Creamy Poblano Chicken and Vegetable Pie

Creamy Poblano Chicken and Vegetable Pie

Tags: Main Course

  • Prep Time: 45 min
  • Cook Time: 50 min
  • Ready Time: 150 min
  • Yield: 6 servings

Ingredients

  • 1 single Classic Crisco Pie Crust
  • 2 tablespoons Crisco® Pure Olive Oil
  • 1 cup chopped onion
  • 2 cups sliced fresh mushrooms
  • 1 teaspoon minced fresh garlic
  • 3 tablespoons Pillsbury BEST® All Purpose Flour
  • 1 1/2 cups heavy cream or half-and-half
  • 1 tablespoon Dijon mustard
  • 1 teaspoon finely chopped fresh tarragon leaves
  • 3/4 teaspoon salt
  • 1/4 teaspoon pepper
  • 2 1/2 cups diced cooked chicken
  • 1 cup frozen corn
  • 1 cup frozen peas
  • 2 medium poblano peppers or green bell peppers, roasted, peeled, seeded and chopped

Preparation Directions

  • PREPARE pie crust dough according to recipe. Chill 30 minutes.
  • HEAT oil in large saucepan over medium heat. Add onions; cook 5 minutes. Stir in mushrooms and garlic; cook 5 minutes or until onions are tender. Stir in flour until blended. Stir in cream gradually. Bring to a boil over medium heat, stirring constantly. Reduce heat to low; simmer 1 minute. Stir in mustard, tarragon, salt and pepper until blended. Stir in chicken, corn, peas and poblano peppers until coated. Pour into 9 1/2-inch deep-dish pie plate.
  • HEAT oven to 375°F. Roll dough on lightly floured surface into 10-inch circle. Place over filling in pie plate. Press and flute edges to seal. Cut 3/4-inch hole in center of crust to vent steam. Bake 30 to 35 minutes or until golden brown.

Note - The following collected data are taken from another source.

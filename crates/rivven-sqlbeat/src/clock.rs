//! Time sources for the poll loop

use chrono::{DateTime, Duration, Utc};
use std::sync::Mutex;

/// Supplies the timestamp attached to events and delta observations
pub trait Clock: Send + Sync {
    /// Current time
    fn now(&self) -> DateTime<Utc>;
}

/// Wall-clock time
#[derive(Debug, Clone, Copy, Default)]
pub struct SystemClock;

impl Clock for SystemClock {
    fn now(&self) -> DateTime<Utc> {
        Utc::now()
    }
}

/// A clock that only moves when told to
///
/// Used to drive delta computations deterministically.
#[derive(Debug)]
pub struct ManualClock {
    now: Mutex<DateTime<Utc>>,
}

impl ManualClock {
    /// Create a clock frozen at `start`
    pub fn new(start: DateTime<Utc>) -> Self {
        Self {
            now: Mutex::new(start),
        }
    }

    /// Move the clock forward (or backward, for a negative duration)
    pub fn advance(&self, by: Duration) {
        let mut now = self.now.lock().unwrap_or_else(|e| e.into_inner());
        *now += by;
    }

    /// Jump to an absolute time
    pub fn set(&self, to: DateTime<Utc>) {
        *self.now.lock().unwrap_or_else(|e| e.into_inner()) = to;
    }
}

impl Clock for ManualClock {
    fn now(&self) -> DateTime<Utc> {
        *self.now.lock().unwrap_or_else(|e| e.into_inner())
    }
}

#[cfg(test)]
mod tests {
    use super::*;
    use chrono::TimeZone;

    #[test]
    fn test_manual_clock_advances() {
        let start = Utc.with_ymd_and_hms(2024, 1, 1, 0, 0, 0).unwrap();
        let clock = ManualClock::new(start);
        assert_eq!(clock.now(), start);

        clock.advance(Duration::seconds(10));
        assert_eq!(clock.now(), start + Duration::seconds(10));

        clock.set(start);
        assert_eq!(clock.now(), start);
    }

    #[test]
    fn test_system_clock_moves_forward() {
        let a = SystemClock.now();
        let b = SystemClock.now();
        assert!(b >= a);
    }
}
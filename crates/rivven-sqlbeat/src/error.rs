//! Error types for rivven-sqlbeat
//!
//! Errors are classified so the poll loop can tell a fatal startup problem
//! from a per-query failure:
//! - Configuration errors halt startup
//! - Connection and query errors lose one query for one cycle
//! - Publish errors are surfaced to the caller, never retried here

use std::fmt;
use thiserror::Error;

/// Result type for rivven-sqlbeat operations
pub type Result<T> = std::result::Result<T, Error>;

/// Error categories for classification
#[derive(Debug, Clone, Copy, PartialEq, Eq, Hash)]
pub enum ErrorCategory {
    /// Invalid or inconsistent configuration (fatal at startup)
    Configuration,
    /// Could not reach the database
    Connection,
    /// Query failed to execute or its cursor failed mid-stream
    Query,
    /// Event could not be handed to the publisher
    Publish,
    /// Event could not be encoded
    Serialization,
}

impl ErrorCategory {
    /// Whether errors in this category only affect a single query of a cycle
    #[inline]
    pub const fn is_per_query(self) -> bool {
        matches!(self, Self::Connection | Self::Query)
    }

    /// Whether errors in this category must stop the process from starting
    #[inline]
    pub const fn is_fatal(self) -> bool {
        matches!(self, Self::Configuration)
    }
}

/// Main error type for rivven-sqlbeat
#[derive(Error, Debug)]
#[allow(missing_docs)]
pub enum Error {
    /// Configuration error
    #[error("configuration error: {message}")]
    Configuration { message: String },

    /// Connection failed
    #[error("connection error: {message}")]
    Connection {
        message: String,
        #[source]
        source: Option<Box<dyn std::error::Error + Send + Sync>>,
    },

    /// Query execution failed
    #[error("query error: {message}")]
    Query {
        message: String,
        sql: Option<String>,
        #[source]
        source: Option<Box<dyn std::error::Error + Send + Sync>>,
    },

    /// Publishing an event failed
    #[error("publish error: {message}")]
    Publish {
        message: String,
        #[source]
        source: Option<Box<dyn std::error::Error + Send + Sync>>,
    },

    /// Event encoding failed
    #[error("serialization error: {0}")]
    Serialization(#[from] serde_json::Error),
}

impl Error {
    /// Get the error category
    pub fn category(&self) -> ErrorCategory {
        match self {
            Self::Configuration { .. } => ErrorCategory::Configuration,
            Self::Connection { .. } => ErrorCategory::Connection,
            Self::Query { .. } => ErrorCategory::Query,
            Self::Publish { .. } => ErrorCategory::Publish,
            Self::Serialization(_) => ErrorCategory::Serialization,
        }
    }

    /// Whether this error only affects a single query of a cycle
    #[inline]
    pub fn is_per_query(&self) -> bool {
        self.category().is_per_query()
    }

    /// Create a configuration error
    pub fn config(message: impl Into<String>) -> Self {
        Self::Configuration {
            message: message.into(),
        }
    }

    /// Create a connection error with source
    pub fn connection_with_source(
        message: impl Into<String>,
        source: impl std::error::Error + Send + Sync + 'static,
    ) -> Self {
        Self::Connection {
            message: message.into(),
            source: Some(Box::new(source)),
        }
    }

    /// Create a query error
    pub fn query(message: impl Into<String>) -> Self {
        Self::Query {
            message: message.into(),
            sql: None,
            source: None,
        }
    }

    /// Create a query error with SQL
    pub fn query_with_sql(message: impl Into<String>, sql: impl Into<String>) -> Self {
        Self::Query {
            message: message.into(),
            sql: Some(sql.into()),
            source: None,
        }
    }

    /// Create a publish error
    pub fn publish(message: impl Into<String>) -> Self {
        Self::Publish {
            message: message.into(),
            source: None,
        }
    }

    /// Create a publish error with source
    pub fn publish_with_source(
        message: impl Into<String>,
        source: impl std::error::Error + Send + Sync + 'static,
    ) -> Self {
        Self::Publish {
            message: message.into(),
            source: Some(Box::new(source)),
        }
    }
}

impl fmt::Display for ErrorCategory {
    fn fmt(&self, f: &mut fmt::Formatter<'_>) -> fmt::Result {
        match self {
            Self::Configuration => write!(f, "configuration"),
            Self::Connection => write!(f, "connection"),
            Self::Query => write!(f, "query"),
            Self::Publish => write!(f, "publish"),
            Self::Serialization => write!(f, "serialization"),
        }
    }
}

#[cfg(test)]
mod tests {
    use super::*;

    #[test]
    fn test_error_category_scope() {
        assert!(ErrorCategory::Connection.is_per_query());
        assert!(ErrorCategory::Query.is_per_query());
        assert!(!ErrorCategory::Publish.is_per_query());

        assert!(ErrorCategory::Configuration.is_fatal());
        assert!(!ErrorCategory::Query.is_fatal());
    }

    #[test]
    fn test_error_category_of_variants() {
        assert_eq!(
            Error::config("bad").category(),
            ErrorCategory::Configuration
        );
        assert_eq!(Error::query("boom").category(), ErrorCategory::Query);
        assert_eq!(Error::publish("closed").category(), ErrorCategory::Publish);
        let refused = std::io::Error::new(std::io::ErrorKind::ConnectionRefused, "refused");
        assert!(Error::connection_with_source("db down", refused).is_per_query());
    }

    #[test]
    fn test_error_display() {
        let refused = std::io::Error::new(std::io::ErrorKind::ConnectionRefused, "refused");
        let err = Error::connection_with_source("connection refused", refused);
        assert!(err.to_string().contains("connection refused"));
        assert!(std::error::Error::source(&err).is_some());

        let err = Error::query_with_sql("syntax error", "SELEC 1");
        assert!(err.to_string().contains("syntax error"));

        assert_eq!(ErrorCategory::Publish.to_string(), "publish");
    }
}
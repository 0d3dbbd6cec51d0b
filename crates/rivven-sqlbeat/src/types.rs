//! Value and event types for rivven-sqlbeat
//!
//! - `ColumnValue`: the classified value of one result cell
//! - `Event`: one telemetry record handed to a publisher
//! - `SensitiveString`: a credential that never shows up in logs

use chrono::{DateTime, Utc};
use indexmap::IndexMap;
use secrecy::{ExposeSecret, SecretString};
use serde::ser::SerializeMap;
use serde::{Deserialize, Serialize, Serializer};

/// Field name carrying the event timestamp in encoded events
pub const TIMESTAMP_FIELD: &str = "@timestamp";

/// Field name carrying the event kind in encoded events
pub const KIND_FIELD: &str = "type";

/// Prepended to a data field named like a built-in field
pub const RESERVED_FIELD_PREFIX: &str = "_";

/// Classified value of a single result cell
///
/// SQL NULL has no variant of its own: it arrives as an empty cell and is
/// classified as `String("")`.
#[derive(Debug, Clone, PartialEq, Serialize, Deserialize)]
#[serde(untagged)]
pub enum ColumnValue {
    /// 64-bit signed integer
    Integer(i64),
    /// 64-bit floating point
    Float(f64),
    /// Raw text, unmodified
    String(String),
}

impl ColumnValue {
    /// Short name of the classification, used in logs
    pub fn type_name(&self) -> &'static str {
        match self {
            Self::Integer(_) => "integer",
            Self::Float(_) => "float",
            Self::String(_) => "string",
        }
    }

    /// Whether the value is an integer or a float
    #[inline]
    pub const fn is_numeric(&self) -> bool {
        matches!(self, Self::Integer(_) | Self::Float(_))
    }

    /// Get the integer, if this is one
    pub fn as_i64(&self) -> Option<i64> {
        match self {
            Self::Integer(n) => Some(*n),
            _ => None,
        }
    }

    /// Get the float, if this is one
    pub fn as_f64(&self) -> Option<f64> {
        match self {
            Self::Float(n) => Some(*n),
            _ => None,
        }
    }

    /// Get the text, if this is a string
    pub fn as_str(&self) -> Option<&str> {
        match self {
            Self::String(s) => Some(s.as_str()),
            _ => None,
        }
    }

    /// Whether `other` has the same classification as `self`
    #[inline]
    pub fn same_type(&self, other: &Self) -> bool {
        std::mem::discriminant(self) == std::mem::discriminant(other)
    }
}

impl From<i64> for ColumnValue {
    fn from(v: i64) -> Self {
        Self::Integer(v)
    }
}

impl From<f64> for ColumnValue {
    fn from(v: f64) -> Self {
        Self::Float(v)
    }
}

impl From<String> for ColumnValue {
    fn from(v: String) -> Self {
        Self::String(v)
    }
}

impl From<&str> for ColumnValue {
    fn from(v: &str) -> Self {
        Self::String(v.to_owned())
    }
}

impl std::fmt::Display for ColumnValue {
    fn fmt(&self, f: &mut std::fmt::Formatter<'_>) -> std::fmt::Result {
        match self {
            Self::Integer(n) => write!(f, "{}", n),
            Self::Float(n) => write!(f, "{}", n),
            Self::String(s) => write!(f, "{}", s),
        }
    }
}

/// A telemetry event
///
/// Carries two built-in fields (timestamp and kind) plus an ordered set of
/// data fields. An event without data fields is never published.
#[derive(Debug, Clone, PartialEq)]
pub struct Event {
    timestamp: DateTime<Utc>,
    kind: String,
    fields: IndexMap<String, ColumnValue>,
}

impl Event {
    /// Create an event with no data fields
    pub fn new(kind: impl Into<String>, timestamp: DateTime<Utc>) -> Self {
        Self {
            timestamp,
            kind: kind.into(),
            fields: IndexMap::new(),
        }
    }

    /// Event timestamp
    #[inline]
    pub fn timestamp(&self) -> DateTime<Utc> {
        self.timestamp
    }

    /// Event kind tag
    #[inline]
    pub fn kind(&self) -> &str {
        &self.kind
    }

    /// Set a data field, replacing any earlier value under the same name
    ///
    /// A replaced field keeps its original position. A name equal to a
    /// built-in field (`@timestamp`, `type`) is stored with
    /// `RESERVED_FIELD_PREFIX` in front, so `type` becomes `_type`.
    pub fn insert(&mut self, name: impl Into<String>, value: ColumnValue) {
        let mut name = name.into();
        if is_reserved(&name) {
            name.insert_str(0, RESERVED_FIELD_PREFIX);
        }
        self.fields.insert(name, value);
    }

    /// Set a data field (builder-style)
    pub fn with_field(mut self, name: impl Into<String>, value: impl Into<ColumnValue>) -> Self {
        self.insert(name, value.into());
        self
    }

    /// Get a data field by name
    pub fn get(&self, name: &str) -> Option<&ColumnValue> {
        self.fields.get(name)
    }

    /// Whether a data field is present
    pub fn contains(&self, name: &str) -> bool {
        self.fields.contains_key(name)
    }

    /// Data fields in insertion order
    pub fn fields(&self) -> impl Iterator<Item = (&str, &ColumnValue)> {
        self.fields.iter().map(|(k, v)| (k.as_str(), v))
    }

    /// Number of data fields (built-in fields excluded)
    #[inline]
    pub fn len(&self) -> usize {
        self.fields.len()
    }

    /// Whether the event carries no data fields
    #[inline]
    pub fn is_empty(&self) -> bool {
        self.fields.is_empty()
    }

    /// Whether the event should be handed to a publisher
    #[inline]
    pub fn is_publishable(&self) -> bool {
        !self.is_empty()
    }
}

fn is_reserved(name: &str) -> bool {
    name == TIMESTAMP_FIELD || name == KIND_FIELD
}

/// Encodes as a flat map: `@timestamp`, `type`, then data fields in order
impl Serialize for Event {
    fn serialize<S: Serializer>(&self, serializer: S) -> Result<S::Ok, S::Error> {
        let mut map = serializer.serialize_map(Some(self.fields.len() + 2))?;
        map.serialize_entry(TIMESTAMP_FIELD, &self.timestamp)?;
        map.serialize_entry(KIND_FIELD, &self.kind)?;
        for (name, value) in &self.fields {
            map.serialize_entry(name, value)?;
        }
        map.end()
    }
}

/// A string holding a credential
///
/// Debug, Display and Serialize all print a redaction marker.
#[derive(Clone)]
pub struct SensitiveString(SecretString);

impl SensitiveString {
    /// Wrap a secret value
    pub fn new(value: impl Into<String>) -> Self {
        Self(SecretString::new(value.into().into_boxed_str()))
    }

    /// Expose the secret value.
    ///
    /// Only for handing the credential to the driver.
    pub fn expose_secret(&self) -> &str {
        self.0.expose_secret()
    }
}

impl std::fmt::Debug for SensitiveString {
    fn fmt(&self, f: &mut std::fmt::Formatter<'_>) -> std::fmt::Result {
        write!(f, "[REDACTED]")
    }
}

impl std::fmt::Display for SensitiveString {
    fn fmt(&self, f: &mut std::fmt::Formatter<'_>) -> std::fmt::Result {
        write!(f, "[REDACTED]")
    }
}

impl From<String> for SensitiveString {
    fn from(value: String) -> Self {
        Self::new(value)
    }
}

impl From<&str> for SensitiveString {
    fn from(value: &str) -> Self {
        Self::new(value)
    }
}

impl Serialize for SensitiveString {
    fn serialize<S: Serializer>(&self, serializer: S) -> Result<S::Ok, S::Error> {
        serializer.serialize_str("***REDACTED***")
    }
}

impl<'de> Deserialize<'de> for SensitiveString {
    fn deserialize<D: serde::Deserializer<'de>>(deserializer: D) -> Result<Self, D::Error> {
        let value = String::deserialize(deserializer)?;
        Ok(Self::new(value))
    }
}

#[cfg(test)]
mod tests {
    use super::*;
    use chrono::TimeZone;

    fn ts() -> DateTime<Utc> {
        Utc.with_ymd_and_hms(2024, 5, 1, 12, 0, 0).unwrap()
    }

    #[test]
    fn test_column_value_accessors() {
        assert_eq!(ColumnValue::Integer(7).as_i64(), Some(7));
        assert_eq!(ColumnValue::Float(1.5).as_f64(), Some(1.5));
        assert_eq!(ColumnValue::from("x").as_str(), Some("x"));
        assert_eq!(ColumnValue::Integer(7).as_f64(), None);

        assert!(ColumnValue::Integer(1).is_numeric());
        assert!(!ColumnValue::from("1").is_numeric());
    }

    #[test]
    fn test_column_value_same_type() {
        assert!(ColumnValue::Integer(1).same_type(&ColumnValue::Integer(9)));
        assert!(!ColumnValue::Integer(1).same_type(&ColumnValue::Float(1.0)));
    }

    #[test]
    fn test_event_fields_keep_order_on_replace() {
        let mut event = Event::new("sqlbeat", ts())
            .with_field("b", 1_i64)
            .with_field("a", "x");
        event.insert("b", ColumnValue::Integer(2));

        let names: Vec<_> = event.fields().map(|(k, _)| k).collect();
        assert_eq!(names, vec!["b", "a"]);
        assert_eq!(event.get("b"), Some(&ColumnValue::Integer(2)));
        assert_eq!(event.len(), 2);
    }

    #[test]
    fn test_empty_event_not_publishable() {
        let event = Event::new("sqlbeat", ts());
        assert!(event.is_empty());
        assert!(!event.is_publishable());
    }

    #[test]
    fn test_event_serializes_flat() {
        let event = Event::new("sqlbeat", ts())
            .with_field("threads", 4_i64)
            .with_field("ratio", 0.25_f64)
            .with_field("state", "ok");

        let json = serde_json::to_string(&event).unwrap();
        assert_eq!(
            json,
            r#"{"@timestamp":"2024-05-01T12:00:00Z","type":"sqlbeat","threads":4,"ratio":0.25,"state":"ok"}"#
        );
    }

    #[test]
    fn test_builtin_names_not_duplicated() {
        let event = Event::new("sqlbeat", ts())
            .with_field("type", "InnoDB")
            .with_field("@timestamp", "x")
            .with_field("n", 1_i64);

        assert!(!event.contains("type"));
        assert_eq!(event.get("_type"), Some(&ColumnValue::String("InnoDB".into())));
        assert_eq!(event.get("_@timestamp"), Some(&ColumnValue::String("x".into())));
        assert_eq!(event.kind(), "sqlbeat");

        let json = serde_json::to_string(&event).unwrap();
        assert_eq!(
            json,
            r#"{"@timestamp":"2024-05-01T12:00:00Z","type":"sqlbeat","_type":"InnoDB","_@timestamp":"x","n":1}"#
        );

        let decoded: serde_json::Map<String, serde_json::Value> =
            serde_json::from_str(&json).unwrap();
        assert_eq!(decoded.len(), 5);
        assert_eq!(decoded["type"], "sqlbeat");
    }

    #[test]
    fn test_sensitive_string_redacted() {
        let secret = SensitiveString::new("hunter2");
        assert_eq!(format!("{:?}", secret), "[REDACTED]");
        assert_eq!(secret.to_string(), "[REDACTED]");
        assert_eq!(
            serde_json::to_string(&secret).unwrap(),
            "\"***REDACTED***\""
        );
        assert_eq!(secret.expose_secret(), "hunter2");
    }
}
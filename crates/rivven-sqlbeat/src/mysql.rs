//! MySQL row source
//!
//! Queries run over the text protocol through a `mysql_async` pool, so every
//! cell already arrives as text. Rows are fetched before the cursor is
//! returned: the whole result for `query`, only the first row for
//! `query_first` (the remainder is read off the connection and discarded).
//! SQL NULL becomes an empty cell.

use async_trait::async_trait;
use mysql_async::prelude::Queryable;
use mysql_async::{OptsBuilder, Pool};
use tracing::{debug, info};

use crate::config::BeatConfig;
use crate::error::{Error, Result};
use crate::source::{BufferedCursor, RawRow, RowCursor, RowSource};

/// Row source backed by a MySQL connection pool
pub struct MySqlRowSource {
    pool: Pool,
    endpoint: String,
}

impl MySqlRowSource {
    /// Build a pool from the connection settings
    ///
    /// No connection is opened until the first query.
    pub fn new(config: &BeatConfig) -> Self {
        let opts = OptsBuilder::default()
            .ip_or_hostname(config.hostname.clone())
            .tcp_port(config.port)
            .user(Some(config.username.clone()))
            .pass(Some(config.password.expose_secret().to_string()))
            .db_name(config.database.clone().filter(|db| !db.is_empty()));

        let endpoint = format!("{}:{}", config.hostname, config.port);
        info!(endpoint = %endpoint, user = %config.username, "MySQL pool configured");

        Self {
            pool: Pool::new(opts),
            endpoint,
        }
    }

    /// Host and port the pool connects to
    pub fn endpoint(&self) -> &str {
        &self.endpoint
    }

    /// Check that the server is reachable
    pub async fn ping(&self) -> Result<()> {
        let mut conn = self.conn().await?;
        conn.ping()
            .await
            .map_err(|e| Error::connection_with_source("ping failed", e))
    }

    /// Close every pooled connection
    pub async fn disconnect(self) -> Result<()> {
        self.pool
            .disconnect()
            .await
            .map_err(|e| Error::connection_with_source("failed to close pool", e))
    }

    async fn conn(&self) -> Result<mysql_async::Conn> {
        self.pool.get_conn().await.map_err(|e| {
            Error::connection_with_source(format!("failed to connect to {}", self.endpoint), e)
        })
    }
}

#[async_trait]
impl RowSource for MySqlRowSource {
    async fn query(&self, sql: &str) -> Result<Box<dyn RowCursor>> {
        let mut conn = self.conn().await?;

        let result = conn
            .query_iter(sql)
            .await
            .map_err(|e| Error::query_with_sql(format!("failed to execute query: {}", e), sql))?;

        let rows: Vec<mysql_async::Row> = result
            .collect_and_drop()
            .await
            .map_err(|e| Error::query_with_sql(format!("failed to read rows: {}", e), sql))?;

        Ok(buffered(rows))
    }

    async fn query_first(&self, sql: &str) -> Result<Box<dyn RowCursor>> {
        let mut conn = self.conn().await?;

        let mut result = conn
            .query_iter(sql)
            .await
            .map_err(|e| Error::query_with_sql(format!("failed to execute query: {}", e), sql))?;

        let first: Option<mysql_async::Row> = result
            .next()
            .await
            .map_err(|e| Error::query_with_sql(format!("failed to read rows: {}", e), sql))?;

        // the rest of the result still has to be drained off the wire
        result
            .drop_result()
            .await
            .map_err(|e| Error::query_with_sql(format!("failed to discard rows: {}", e), sql))?;

        Ok(buffered(first.into_iter().collect()))
    }
}

fn buffered(rows: Vec<mysql_async::Row>) -> Box<dyn RowCursor> {
    let columns: Vec<String> = rows
        .first()
        .map(|row| {
            row.columns_ref()
                .iter()
                .map(|c| c.name_str().to_string())
                .collect()
        })
        .unwrap_or_default();

    let rows: Vec<RawRow> = rows.into_iter().map(row_text).collect();
    debug!(rows = rows.len(), columns = columns.len(), "query fetched");

    Box::new(BufferedCursor::new(columns, rows))
}

fn row_text(row: mysql_async::Row) -> RawRow {
    (0..row.len())
        .map(|i| {
            let val: mysql_async::Value = row.get(i).unwrap_or(mysql_async::Value::NULL);
            cell_text(val)
        })
        .collect()
}

/// Render one cell the way the server would print it
fn cell_text(value: mysql_async::Value) -> String {
    use mysql_async::Value;

    match value {
        Value::NULL => String::new(),
        Value::Bytes(b) => String::from_utf8_lossy(&b).into_owned(),
        Value::Int(n) => n.to_string(),
        Value::UInt(n) => n.to_string(),
        Value::Float(f) => f.to_string(),
        Value::Double(d) => d.to_string(),
        Value::Date(year, month, day, hour, min, sec, micro) => {
            let mut text = format!(
                "{:04}-{:02}-{:02} {:02}:{:02}:{:02}",
                year, month, day, hour, min, sec
            );
            if micro > 0 {
                text.push_str(&format!(".{:06}", micro));
            }
            text
        }
        Value::Time(neg, days, hour, min, sec, micro) => {
            let hours = days * 24 + u32::from(hour);
            let mut text = format!(
                "{}{:02}:{:02}:{:02}",
                if neg { "-" } else { "" },
                hours,
                min,
                sec
            );
            if micro > 0 {
                text.push_str(&format!(".{:06}", micro));
            }
            text
        }
    }
}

Nutritional Information Per Serving

Serving Size (1/6 of recipe), Calories 680 (Calories from Fat 430), Total Fat 48g (Saturated Fat 20g, Trans Fat 0.5g), Cholesterol 135mg, Sodium 650mg, Total Carbohydrate 39g (Dietary Fiber 3g, Sugars 4g), Protein 25g; Percent Daily Value*: Vitamin A 30%, Vitamin C 70%, Calcium 8%, Iron 15%.

*Percent Daily Values are based on a 2,000 calorie diet.